Closing coal plants proves a hard sell for big global banks

If Asia’s coal plants continue to operate as planned, they will consume two-thirds of a fast-shrinking carbon budget. PHOTO: REUTERS

JAKARTA - A midsized, 11-year-old coal power station in West Java is an unlikely bellwether for global climate finance. 

Cirebon-1 helps keep the lights on and factories whirring in the port city it’s named after, a few hours’ drive east of Jakarta. Like much of the coal fleet that generates about 60 per cent of Indonesia’s electricity, it is young, built with the help of Korean and Japanese capital during the coal boom of the 2000s and 2010s.

Now it is set to close early, sparing the planet millions of tonnes of carbon dioxide – and becoming a beacon for the energy transition.

If, that is, a credible deal can be struck between the plant’s current investors and Asian Development Bank (ADB), which is spearheading the program, plus others including large private-sector lenders like HSBC, whose participation would make the deal a model for others to follow.

Months of negotiation have demonstrated how hard it is in practice to persuade financial heavyweights to back the early retirement of coal – despite optimistic corporate pronouncements.

An acceptable, transparent agreement to close Cirebon would mark significant progress in the global effort to cut emissions and avoid the worst-case scenarios for climate change. A repeatable model for closing coal plants in the region is critical: if Asia’s coal plants continue to operate as planned, they will consume two-thirds of a fast-shrinking carbon budget.

Cirebon is just the beginning. This week, an investment plan is due for a US$20 billion (S$27 billion) climate finance package, the Just Energy Transition Partnership or JETP, signed by Indonesian President Joko Widodo and US President Joe Biden in Bali in November. 

That entire project hinges on the ability of deals like this one to “crowd in”, or encourage, private capital. So far, few details have been made public. Meanwhile, the world is moving fast towards missing crucial goals. According to BloombergNEF, annual green investments need to nearly triple to nearly US$7 trillion by 2030 in order to hit net-zero emissions by mid-century.

Over recent years, the highest-profile efforts have focused on stopping new coal power development. The more pressing conundrum now is how to phase out a vast existing fleet, especially in resource-rich, growing economies like Indonesia.

Asia’s coal plants account for a third of the region’s total emissions, and they are young. In Indonesia, around 75 per cent of coal plants were built after 2005. Without phase-out deals like the one being negotiated for Cirebon, they could keep burning coal for decades.

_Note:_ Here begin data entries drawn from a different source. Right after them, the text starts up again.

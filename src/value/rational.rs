use super::{Limits, PowResult, Value};
use crate::number_theory;
use num_bigint::BigInt;
use num_integer::Integer as _;
use num_rational::BigRational;
use num_traits::{One, Signed, ToPrimitive, Zero};
use std::cmp::Ordering;
use std::fmt;

/// A reduced fraction `p/q`, `p, q > 0`. `num_rational::BigRational` keeps
/// itself reduced with a positive denominator on every construction, which
/// is exactly the canonical form I4 requires, so there is no separate
/// `reduce` step here.
#[derive(Clone, PartialEq, Eq, Hash)]
pub struct Rational(pub BigRational);

impl fmt::Display for Rational {
    fn fmt(&self, f: &mut fmt::Formatter) -> fmt::Result {
        if self.0.is_integer() {
            write!(f, "{}", self.0.numer())
        } else {
            write!(f, "{}/{}", self.0.numer(), self.0.denom())
        }
    }
}

impl Value for Rational {
    fn from_digit(n: u8) -> Self {
        Rational(BigRational::from_integer(BigInt::from(n)))
    }

    fn from_concat(n: u8, digits: u32) -> Self {
        let repunit = (BigInt::from(10u32).pow(digits) - BigInt::one()) / BigInt::from(9u32);
        Rational(BigRational::from_integer(repunit * BigInt::from(n)))
    }

    fn from_bigint(n: &BigInt) -> Option<Self> {
        if n.is_negative() { None } else { Some(Rational(BigRational::from_integer(n.clone()))) }
    }

    fn is_zero(&self) -> bool {
        self.0.is_zero()
    }

    fn to_bigint(&self) -> Option<BigInt> {
        if self.0.is_integer() { Some(self.0.numer().clone()) } else { None }
    }

    fn partial_cmp_shape(&self, other: &Self) -> Option<Ordering> {
        Some(self.0.cmp(&other.0))
    }

    fn log2_magnitude(&self) -> f64 {
        let n_bits = self.0.numer().bits().max(1) as f64;
        let d_bits = self.0.denom().bits().max(1) as f64;
        n_bits.max(d_bits)
    }

    fn within_limits(&self, limits: &Limits) -> bool {
        self.0.numer().bits() <= limits.max_digits as u64
            && self.0.denom().bits() <= limits.max_digits as u64
    }

    fn add(&self, rhs: &Self) -> Option<Self> {
        Some(Rational(&self.0 + &rhs.0))
    }

    fn sub(&self, rhs: &Self) -> Option<Self> {
        let diff = &self.0 - &rhs.0;
        Some(Rational(diff.abs()))
    }

    fn mul(&self, rhs: &Self) -> Option<Self> {
        Some(Rational(&self.0 * &rhs.0))
    }

    fn div(&self, rhs: &Self) -> Option<Self> {
        if rhs.0.is_zero() { None } else { Some(Rational(&self.0 / &rhs.0)) }
    }

    fn checked_pow(&self, exponent: &Self, limits: &Limits) -> Option<PowResult<Self>> {
        if !exponent.0.is_integer() {
            return None;
        }
        let mut q = exponent.0.numer().clone();
        if q.is_zero() {
            return None;
        }
        let base_bits = self.log2_magnitude();
        let mut wraps = 0u32;
        while base_bits * q.to_f64().unwrap_or(f64::MAX) > limits.max_digits as f64 {
            if q.is_odd() {
                return None;
            }
            q /= 2;
            wraps += 1;
        }
        let q32 = q.to_u32()?;
        let value = Rational(BigRational::new(
            self.0.numer().pow(q32),
            self.0.denom().pow(q32),
        ));
        Some(PowResult::simple(value, wraps))
    }

    fn try_sqrt(&self, _limits: &Limits) -> Option<Self> {
        let n = number_theory::try_sqrt(self.0.numer())?;
        let d = number_theory::try_sqrt(self.0.denom())?;
        Some(Rational(BigRational::new(n, d)))
    }

    fn try_factorial(&self, limits: &Limits) -> Option<Self> {
        if !self.0.is_integer() {
            return None;
        }
        let n = self.0.numer().to_u64()?;
        if n > limits.max_factorial {
            return None;
        }
        Some(Rational(BigRational::from_integer(number_theory::factorial(n))))
    }

    fn try_factorial_divide(&self, other: &Self) -> Option<Self> {
        if !self.0.is_integer() || !other.0.is_integer() {
            return None;
        }
        let x = self.0.numer().to_u64()?;
        let y = other.0.numer().to_u64()?;
        if x < y {
            return None;
        }
        Some(Rational(BigRational::from_integer(number_theory::factorial_divide(x, y))))
    }

    fn reciprocal(&self) -> Option<Self> {
        if self.0.is_zero() { None } else { Some(Rational(self.0.recip())) }
    }

    fn literal_pow(&self, exponent: &Self) -> Option<Self> {
        if !exponent.0.is_integer() {
            return None;
        }
        let q32 = exponent.0.numer().to_u32()?;
        Some(Rational(BigRational::new(self.0.numer().pow(q32), self.0.denom().pow(q32))))
    }
}

#[cfg(test)]
mod tests {
    use super::*;

    #[test]
    fn stays_reduced() {
        let v = Rational(BigRational::new(BigInt::from(4), BigInt::from(8)));
        assert_eq!(*v.0.denom(), BigInt::from(2));
    }

    #[test]
    fn sqrt_requires_both_perfect_squares() {
        let v = Rational(BigRational::new(BigInt::from(9), BigInt::from(4)));
        assert!(v.try_sqrt(&Limits::RATIONAL).is_some());
        let v2 = Rational(BigRational::new(BigInt::from(9), BigInt::from(5)));
        assert!(v2.try_sqrt(&Limits::RATIONAL).is_none());
    }
}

And there’s another catch. Even when agreement is possible, the process is painfully slow. If all goes to plan, Cirebon would close by 2037. That saves at least five years of emissions, assuming a 30-year official lifespan, and likely far more, given power plants often operate for decades beyond that. But that’s also 14 years and many millions of tonnes of carbon dioxide away.

There are many Cirebons to be worked through – in Indonesia alone nearly 90 plants were operating in August last year, including those owned by state utility PT Perusahaan Listrik Negara, independent producers and captive plants, which are owned by and serve industrial operations. More are in the pipeline.

“From a climate point of view, the ideal time frame would be tomorrow, or today if we could make it,”  said David Elzinga, a senior energy specialist at the ADB who has been working on Cirebon. “But we have to consider that capital has been invested.”

The idea behind early phase-outs in general and the Cirebon deal in particular is simple enough. Closing coal plants early requires money, as investors need to be compensated for the loss of future earnings. That’s not a cost that emerging economies can – or want to – shoulder alone. 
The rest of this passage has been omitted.